On the other hand, our Parasympathetic nervous system leads to a sense of calm when activated. It is also known as the “rest and digest” system. The system is typically activated when there is no threat or stress.
Breathing & The Nervous System
- When we breathe in, the sympathetic nervous system is activated.
- When we breathe out, the parasympathetic nervous system is activated. In other words, when we breathe in our bodies tense up, and when we breathe out, we are releasing all of those tensions, leading to a sense of calm. In fact, if our body is tense, our brain can sense it and will activate a stress response. So, by performing breathing exercises, we actively calm the body and tell our brain that it does not need to activate the stress response.
Breathing Techniques
Diaphragmatic breathing/Belly breathing
- Lay down with a pillow under your head and knees to get comfortable.
- Place one hand on your chest and one hand on your stomach, just below your rib cage.
- Inhale- slowly breathe in through your nose and bring the air toward your stomach.
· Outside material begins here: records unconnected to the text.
//! Desired Trees
//!
//! The immutable description of what the UI should look like. A fresh
//! description is produced on every render and consumed by reconciliation;
//! nothing here is retained once it has been copied into a work node.
//!
//! # Shapes
//!
//! A [`Node`] is one of:
//!
//! - `Empty`: render nothing
//! - `Text`: a bare string (or number) rendered as a host text node
//! - `Element`: a host element, a component invocation or a fragment
//! - `List`: several sibling nodes, diffed by key or position
//!
//! Element children travel in the reserved `children` property, exactly like
//! any other property.

use std::fmt;
use std::sync::Arc;

use indexmap::IndexMap;

use crate::error::RenderError;
use crate::hooks::Hooks;

/// Name of the property that carries an element's children.
pub const CHILDREN: &str = "children";

/// Name of the property that carries a text node's content.
pub const CONTENT: &str = "content";

/// A callback stored in a property bag, for the event layer to invoke.
#[derive(Clone)]
pub struct Handler(Arc<dyn Fn() + Send + Sync>);

impl Handler {
    pub fn new<F>(f: F) -> Self
    where
        F: Fn() + Send + Sync + 'static,
    {
        Self(Arc::new(f))
    }

    pub fn call(&self) {
        (self.0)()
    }
}

impl PartialEq for Handler {
    fn eq(&self, other: &Self) -> bool {
        Arc::ptr_eq(&self.0, &other.0)
    }
}

impl fmt::Debug for Handler {
    fn fmt(&self, f: &mut fmt::Formatter<'_>) -> fmt::Result {
        f.write_str("Handler(..)")
    }
}

/// A single property value.
#[derive(Debug, Clone, PartialEq)]
pub enum PropValue {
    Null,
    Bool(bool),
    Int(i64),
    Float(f64),
    Str(String),
    Node(Node),
    Handler(Handler),
}

impl From<&str> for PropValue {
    fn from(value: &str) -> Self {
        Self::Str(value.to_owned())
    }
}

impl From<String> for PropValue {
    fn from(value: String) -> Self {
        Self::Str(value)
    }
}

impl From<bool> for PropValue {
    fn from(value: bool) -> Self {
        Self::Bool(value)
    }
}

impl From<i64> for PropValue {
    fn from(value: i64) -> Self {
        Self::Int(value)
    }
}

impl From<i32> for PropValue {
    fn from(value: i32) -> Self {
        Self::Int(value.into())
    }
}

impl From<f64> for PropValue {
    fn from(value: f64) -> Self {
        Self::Float(value)
    }
}

impl From<Node> for PropValue {
    fn from(value: Node) -> Self {
        Self::Node(value)
    }
}

impl From<Element> for PropValue {
    fn from(value: Element) -> Self {
        Self::Node(Node::Element(value))
    }
}

impl From<Handler> for PropValue {
    fn from(value: Handler) -> Self {
        Self::Handler(value)
    }
}

/// An ordered, cheaply clonable property bag.
///
/// Clones share storage; equality short-circuits on shared storage and
/// otherwise compares content.
#[derive(Debug, Clone, Default)]
pub struct Props(Arc<IndexMap<String, PropValue>>);

impl Props {
    pub fn new() -> Self {
        Self::default()
    }

    /// Text node properties: `{ content }`.
    pub fn text(content: impl Into<String>) -> Self {
        Self::new().with(CONTENT, content.into())
    }

    /// Return a bag with `name` set to `value`.
    pub fn with(mut self, name: impl Into<String>, value: impl Into<PropValue>) -> Self {
        Arc::make_mut(&mut self.0).insert(name.into(), value.into());
        self
    }

    pub fn get(&self, name: &str) -> Option<&PropValue> {
        self.0.get(name)
    }

    pub fn iter(&self) -> impl Iterator<Item = (&str, &PropValue)> {
        self.0.iter().map(|(k, v)| (k.as_str(), v))
    }

    pub fn len(&self) -> usize {
        self.0.len()
    }

    pub fn is_empty(&self) -> bool {
        self.0.is_empty()
    }

    /// Whether both bags share storage.
    pub fn ptr_eq(&self, other: &Self) -> bool {
        Arc::ptr_eq(&self.0, &other.0)
    }

    /// Whether both bags agree on everything except `children`.
    ///
    /// Children are reconciled separately, so they never make a host
    /// element itself dirty.
    pub fn same_attributes(&self, other: &Self) -> bool {
        if self.ptr_eq(other) {
            return true;
        }
        let attributes = |props: &Self| props.iter().filter(|(name, _)| *name != CHILDREN).count();
        attributes(self) == attributes(other)
            && self
                .iter()
                .filter(|(name, _)| *name != CHILDREN)
                .all(|(name, value)| other.get(name) == Some(value))
    }

    /// The `content` of a text node, if present.
    pub fn content(&self) -> Option<&str> {
        match self.get(CONTENT) {
            Some(PropValue::Str(s)) => Some(s),
            _ => None,
        }
    }

    /// Interpret the reserved `children` entry as a desired child tree.
    ///
    /// Strings and numbers become text. Shapes that cannot be rendered are
    /// reported and treated as no children.
    pub fn children(&self) -> Node {
        match self.get(CHILDREN) {
            None | Some(PropValue::Null) => Node::Empty,
            Some(PropValue::Node(node)) => node.clone(),
            Some(PropValue::Str(s)) => Node::Text(s.clone()),
            Some(PropValue::Int(i)) => Node::Text(i.to_string()),
            Some(PropValue::Float(f)) => Node::Text(f.to_string()),
            Some(other) => {
                tracing::warn!(value = ?other, "unrecognized child shape, rendering nothing");
                Node::Empty
            }
        }
    }
}

impl PartialEq for Props {
    fn eq(&self, other: &Self) -> bool {
        self.ptr_eq(other) || self.0 == other.0
    }
}

/// Signature of a component's render function.
pub type RenderFn = dyn Fn(&Props, &mut Hooks<'_>) -> Result<Node, RenderError> + Send + Sync;

/// A named render function. Identity is the function allocation, so clone
/// a component rather than rebuilding it when its state must survive.
#[derive(Clone)]
pub struct Component {
    name: Arc<str>,
    render: Arc<RenderFn>,
}

impl Component {
    pub fn new<F>(name: &str, render: F) -> Self
    where
        F: Fn(&Props, &mut Hooks<'_>) -> Result<Node, RenderError> + Send + Sync + 'static,
    {
        Self {
            name: Arc::from(name),
            render: Arc::new(render),
        }
    }

    pub fn name(&self) -> &str {
        &self.name
    }

    pub(crate) fn call(&self, props: &Props, hooks: &mut Hooks<'_>) -> Result<Node, RenderError> {
        (self.render)(props, hooks)
    }
}

impl PartialEq for Component {
    fn eq(&self, other: &Self) -> bool {
        Arc::ptr_eq(&self.render, &other.render)
    }
}

impl fmt::Debug for Component {
    fn fmt(&self, f: &mut fmt::Formatter<'_>) -> fmt::Result {
        f.debug_tuple("Component").field(&self.name).finish()
    }
}

/// What an element instantiates.
#[derive(Debug, Clone, PartialEq)]
pub enum ElementType {
    /// A host element, by type name (`"div"`).
    Host(String),
    Component(Component),
    Fragment,
}

/// One element of a desired tree.
#[derive(Debug, Clone, PartialEq)]
pub struct Element {
    pub kind: ElementType,
    pub key: Option<String>,
    pub props: Props,
}

impl Element {
    pub fn host(type_name: &str) -> Self {
        Self::of(ElementType::Host(type_name.to_owned()))
    }

    pub fn component(component: &Component) -> Self {
        Self::of(ElementType::Component(component.clone()))
    }

    pub fn fragment() -> Self {
        Self::of(ElementType::Fragment)
    }

    fn of(kind: ElementType) -> Self {
        Self {
            kind,
            key: None,
            props: Props::new(),
        }
    }

    pub fn with_key(mut self, key: impl Into<String>) -> Self {
        self.key = Some(key.into());
        self
    }

    pub fn with_prop(mut self, name: impl Into<String>, value: impl Into<PropValue>) -> Self {
        self.props = self.props.with(name, value);
        self
    }

    pub fn with_child(self, child: impl Into<Node>) -> Self {
        self.with_prop(CHILDREN, PropValue::Node(child.into()))
    }

    pub fn with_children<I, N>(self, children: I) -> Self
    where
        I: IntoIterator<Item = N>,
        N: Into<Node>,
    {
        self.with_child(Node::List(children.into_iter().map(Into::into).collect()))
    }
}

/// A desired child tree.
#[derive(Debug, Clone, PartialEq, Default)]
pub enum Node {
    #[default]
    Empty,
    Text(String),
    Element(Element),
    List(Vec<Node>),
}

impl From<Element> for Node {
    fn from(element: Element) -> Self {
        Self::Element(element)
    }
}

impl From<&str> for Node {
    fn from(text: &str) -> Self {
        Self::Text(text.to_owned())
    }
}

impl From<String> for Node {
    fn from(text: String) -> Self {
        Self::Text(text)
    }
}

impl From<i64> for Node {
    fn from(value: i64) -> Self {
        Self::Text(value.to_string())
    }
}

impl From<i32> for Node {
    fn from(value: i32) -> Self {
        Self::Text(value.to_string())
    }
}

impl From<Vec<Node>> for Node {
    fn from(nodes: Vec<Node>) -> Self {
        Self::List(nodes)
    }
}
The stomach should push upward against the hand and your chest should remain still.
- Exhale- slowly breathe out through pursed lips. Let the stomach move downward and continue to have your chest remain still.
- Try to repeat for at least two minutes.
BoxBreathing
- Breathe in slowly through your nose for 4 seconds
- Hold your breath in for 4 seconds
- Breathe out slowly through your nose for 4 seconds
- Hold your lungs empty for 4 seconds
4,7,8 Breathing
- Breathe in for 4 seconds
- Hold air in lungs for 7 seconds
- Breathe out for 8 seconds
- Repeat for a maximum of 3 more times
**The longer exhale helps to activate your parasympathetic nervous system, which will help lead to a sense of calm.
Important Notes:
- There are many different breathing strategies- Not all will be effective for you so try to find a strategy or two that works best for you.
- Breathing takes practice- think of breathing like the gym: the more you practice the stronger you will get, which will make breathing exercises easier.
Additional Resources:
- Diaphragmatic breathing: https://www.youtube.com/watch?v=0Ua9bOsZTYg
- Box breathing: https://www.youtube.com/watch?v=AOL3isokmY4
- 4,7,8 breathing: https://www.youtube.com/watch?v=1Dv-ldGLnIY
References:
- Derochie, A. (2020, October 20). Breathing: Why you should teach breathing and how to do it! [ Webinar]. Canadian Association of Occupational Therapists.